В рамках этой модели могут быть получены достаточно убедительные ответы на вопросы, подобные поставленному выше (насколько убедительной можно считать вообще фантастическую аргументацию). Постижение тайны времени здесь действительно достигается 'без формул и математики', 'усилием нервов', 'напряжением чувств'. Более того, этот способ постижения оказывается, по мнению автора, более органичным и естественным, чем иной, инструментальный способ [Сравните, например, противопоставление Сашки и'?' в 'Лоцмане']. Время и пространство в космогонической модели теряют определенность и вообще, значимость этих категорий предельно мала. Так же, как в 'Островах и капитанах', отдельные повести цикла независимы от целого, то есть, представляют определенный фрагмент мира, в то же время равновеликий этому миру. Причинно-следственные связи здесь уже не нуждаются в специальном 'носителе' (человеческих отношениях), а выступают как необходимые и органично присущие самому миру как целостности. Всякое действие (или даже просто мысль) вызывает бесчисленное множество последствие, возмущений, распространяющихся по всей Вселенной ['Раньше думали, что для больших событий нужны большие усилия. А оказывается, достаточно одного щелчка, чтобы по граням мироздания пошли трещины' говорит Павел Находкин в 'Крике петуха'.]. Собственно, это 'главная мысль' автора, выраженная им в цикле как целостном произведении. С другой стороны, в рамках единой космогонической модели мира теперь обретает определенность взаимосвязь всех 'кусков' мира, описанных во всех прошлых и будущих произведениях писателя. Эти 'куски' мира можно отныне трактовать как 'грани' Великого Кристалла. Принципиальным является тот момент, что *все* написанное (а не только повести из цикла о Кристалле) занимает определенное место в отношении некоторой целостности.
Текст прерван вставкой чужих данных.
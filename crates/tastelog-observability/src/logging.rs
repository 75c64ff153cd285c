//! Full tracing setup: console, rolling files, and optional OpenTelemetry export.
//!
//! - `LOG_LEVEL` / `RUST_LOG`: console filter
//! - `LOG_DIR`: directory for `tastelog.log` (errors) and `tastelog.json` (default:
//!   `storage/logs`)
//! - `OTEL_EXPORTER_OTLP_ENDPOINT`: when set, spans are exported over OTLP/gRPC

use std::sync::OnceLock;

use anyhow::Context;
use opentelemetry::{KeyValue, global, trace::TraceError};
use opentelemetry_otlp::WithExportConfig;
use opentelemetry_sdk::{
    Resource,
    propagation::TraceContextPropagator,
    runtime,
    trace::{RandomIdGenerator, Sampler, Tracer},
};
use opentelemetry_semantic_conventions::resource::{SERVICE_NAME, SERVICE_VERSION};
use tracing::{info, warn};
use tracing_appender::rolling::{RollingFileAppender, Rotation};
use tracing_subscriber::{EnvFilter, Layer, fmt, layer::SubscriberExt, util::SubscriberInitExt};

use crate::basic_logging::default_directives;

static OBSERVABILITY_ENABLED: OnceLock<bool> = OnceLock::new();

/// Reads `OBSERVABILITY_ENABLED` once. Anything but `false`/`0` enables it.
pub fn is_observability_enabled() -> bool {
    *OBSERVABILITY_ENABLED.get_or_init(|| {
        parse_enabled(std::env::var("OBSERVABILITY_ENABLED").ok().as_deref())
    })
}

fn parse_enabled(value: Option<&str>) -> bool {
    value
        .map(|v| {
            let v = v.trim().to_ascii_lowercase();
            v != "false" && v != "0"
        })
        .unwrap_or(true)
}

fn init_tracer(otlp_endpoint: &str) -> Result<Tracer, TraceError> {
    global::set_text_map_propagator(TraceContextPropagator::new());

    let resource = Resource::new(vec![
        KeyValue::new(SERVICE_NAME, "tastelog"),
        KeyValue::new(SERVICE_VERSION, env!("CARGO_PKG_VERSION")),
        KeyValue::new(
            "environment",
            std::env::var("ENVIRONMENT").unwrap_or_else(|_| "development".to_string()),
        ),
    ]);

    let otlp_exporter = opentelemetry_otlp::new_exporter()
        .tonic()
        .with_endpoint(otlp_endpoint);

    opentelemetry_otlp::new_pipeline()
        .tracing()
        .with_exporter(otlp_exporter)
        .with_trace_config(
            opentelemetry_sdk::trace::Config::default()
                .with_sampler(Sampler::AlwaysOn)
                .with_id_generator(RandomIdGenerator::default())
                .with_resource(resource),
        )
        .install_batch(runtime::Tokio)
}

/// Installs the global subscriber.
///
/// # Errors
///
/// Returns an error if the log directory cannot be created or a subscriber is
/// already installed.
pub fn init_tracing() -> anyhow::Result<()> {
    let log_dir = std::env::var("LOG_DIR").unwrap_or_else(|_| "storage/logs".to_string());
    std::fs::create_dir_all(&log_dir)
        .with_context(|| format!("failed to create log directory {}", log_dir))?;

    let log_level = std::env::var("LOG_LEVEL").unwrap_or_else(|_| "info".to_string());
    let console_filter = EnvFilter::try_from_default_env()
        .unwrap_or_else(|_| EnvFilter::new(default_directives(&log_level)));

    let console_layer = fmt::layer()
        .with_target(false)
        .with_file(true)
        .with_line_number(true)
        .compact()
        .with_filter(console_filter);

    let file_appender = RollingFileAppender::new(Rotation::DAILY, &log_dir, "tastelog.log");
    let file_layer = fmt::layer()
        .with_writer(file_appender)
        .with_target(false)
        .with_file(true)
        .with_line_number(true)
        .with_ansi(false)
        .with_filter(EnvFilter::new("error"));

    // Structured log for ingestion; carries the request span fields.
    let json_appender = RollingFileAppender::new(Rotation::DAILY, &log_dir, "tastelog.json");
    let json_layer = fmt::layer()
        .json()
        .with_writer(json_appender)
        .with_current_span(true)
        .with_span_list(true)
        .with_filter(EnvFilter::new("info"));

    let registry = tracing_subscriber::registry()
        .with(console_layer)
        .with(file_layer)
        .with(json_layer);

    let Ok(otlp_endpoint) = std::env::var("OTEL_EXPORTER_OTLP_ENDPOINT") else {
        registry.try_init()?;
        info!(log_dir = %log_dir, "Tracing initialized (file logging, no OTLP endpoint)");
        return Ok(());
    };

    match init_tracer(&otlp_endpoint) {
        Ok(tracer) => {
            registry
                .with(tracing_opentelemetry::layer().with_tracer(tracer))
                .try_init()?;
            info!(endpoint = %otlp_endpoint, "Tracing initialized with OpenTelemetry");
        }
        Err(e) => {
            registry.try_init()?;
            warn!(error = %e, "Failed to initialize OpenTelemetry, continuing with file logging");
        }
    }

    Ok(())
}

pub async fn shutdown_tracer() {
    info!("Shutting down OpenTelemetry tracer");
    global::shutdown_tracer_provider();
}
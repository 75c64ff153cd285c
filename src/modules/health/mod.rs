pub mod controller;
pub mod router;

pub use router::init_health_router;
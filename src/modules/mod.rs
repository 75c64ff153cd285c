pub mod admin;
pub mod auth;
pub mod health;
pub mod tastings;
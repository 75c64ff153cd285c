//! The response envelope shared by every endpoint and every guard.
//!
//! ```json
//! { "success": true, "data": { ... } }
//! { "success": false, "error": { "code": "RATE_LIMITED", "message": "..." } }
//! ```

use axum::{
    Json,
    http::StatusCode,
    response::{IntoResponse, Response},
};
use serde::{Deserialize, Serialize};

use crate::errors::ErrorCode;

/// Uniform success/error body.
#[derive(Debug, Clone, PartialEq, Serialize, Deserialize)]
pub struct ApiResponse<T> {
    pub success: bool,
    #[serde(default, skip_serializing_if = "Option::is_none")]
    pub data: Option<T>,
    #[serde(default, skip_serializing_if = "Option::is_none")]
    pub error: Option<ErrorBody>,
}

impl<T> ApiResponse<T> {
    pub fn success(data: T) -> Self {
        Self {
            success: true,
            data: Some(data),
            error: None,
        }
    }

    pub fn failure(error: ErrorBody) -> Self {
        Self {
            success: false,
            data: None,
            error: Some(error),
        }
    }
}

#[derive(Debug, Clone, PartialEq, Serialize, Deserialize)]
pub struct ErrorBody {
    pub code: ErrorCode,
    pub message: String,
    /// One entry per offending field, only present for validation failures.
    #[serde(default, skip_serializing_if = "Vec::is_empty")]
    pub fields: Vec<FieldError>,
}

#[derive(Debug, Clone, PartialEq, Eq, Serialize, Deserialize)]
pub struct FieldError {
    pub field: String,
    pub message: String,
}

impl FieldError {
    pub fn new(field: impl Into<String>, message: impl Into<String>) -> Self {
        Self {
            field: field.into(),
            message: message.into(),
        }
    }
}

/// A successful reply with an explicit status code.
///
/// # Example
///
/// ```ignore
/// async fn create(Validated(draft): Validated<TastingDraft>) -> Reply<TastingDraft> {
///     Reply::created(draft)
/// }
/// ```
#[derive(Debug, Clone)]
pub struct Reply<T> {
    status: StatusCode,
    body: ApiResponse<T>,
}

impl<T> Reply<T> {
    pub fn ok(data: T) -> Self {
        Self {
            status: StatusCode::OK,
            body: ApiResponse::success(data),
        }
    }

    pub fn created(data: T) -> Self {
        Self {
            status: StatusCode::CREATED,
            body: ApiResponse::success(data),
        }
    }
}

impl<T> IntoResponse for Reply<T>
where
    T: Serialize,
{
    fn into_response(self) -> Response {
        (self.status, Json(self.body)).into_response()
    }
}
Единая модель типа Кристалла — весьма удобное 'изобретение' писателя. Теперь его, очевидно, не сковывают формальные рамки 'правдоподобности' происходящего. Можно даже допустить оплошность и 'заселить' один и тот же фрагмент мира совершенно разными героями, объяснив это хитростями типа временной петли. На вполне 'научной', 'рациональной' основе можно дать ответ на вопрос, скажем, об условиях, в которых возможна встреча Вальки Бегунова и Алешки Тополькова, Сергея Каховского и Ярослава Родина. Если бы писатель уже не использовал прием 'сбора' всех 'барабанщиков' Вселенной в 'Голубятне', то он был бы более уместным в цикле о Кристалле (cр. 'сборы' Пограничников в 'Крике петуха' и 'Белом шарике Матроса Вильсона'). Однако в этой космогонической определенности, в этой завершенности и кроется потенциальная ловушка, 'волчья яма', в которую может попасть писатель; создав такую исчерпывающую модель он становится ее 'пленником'.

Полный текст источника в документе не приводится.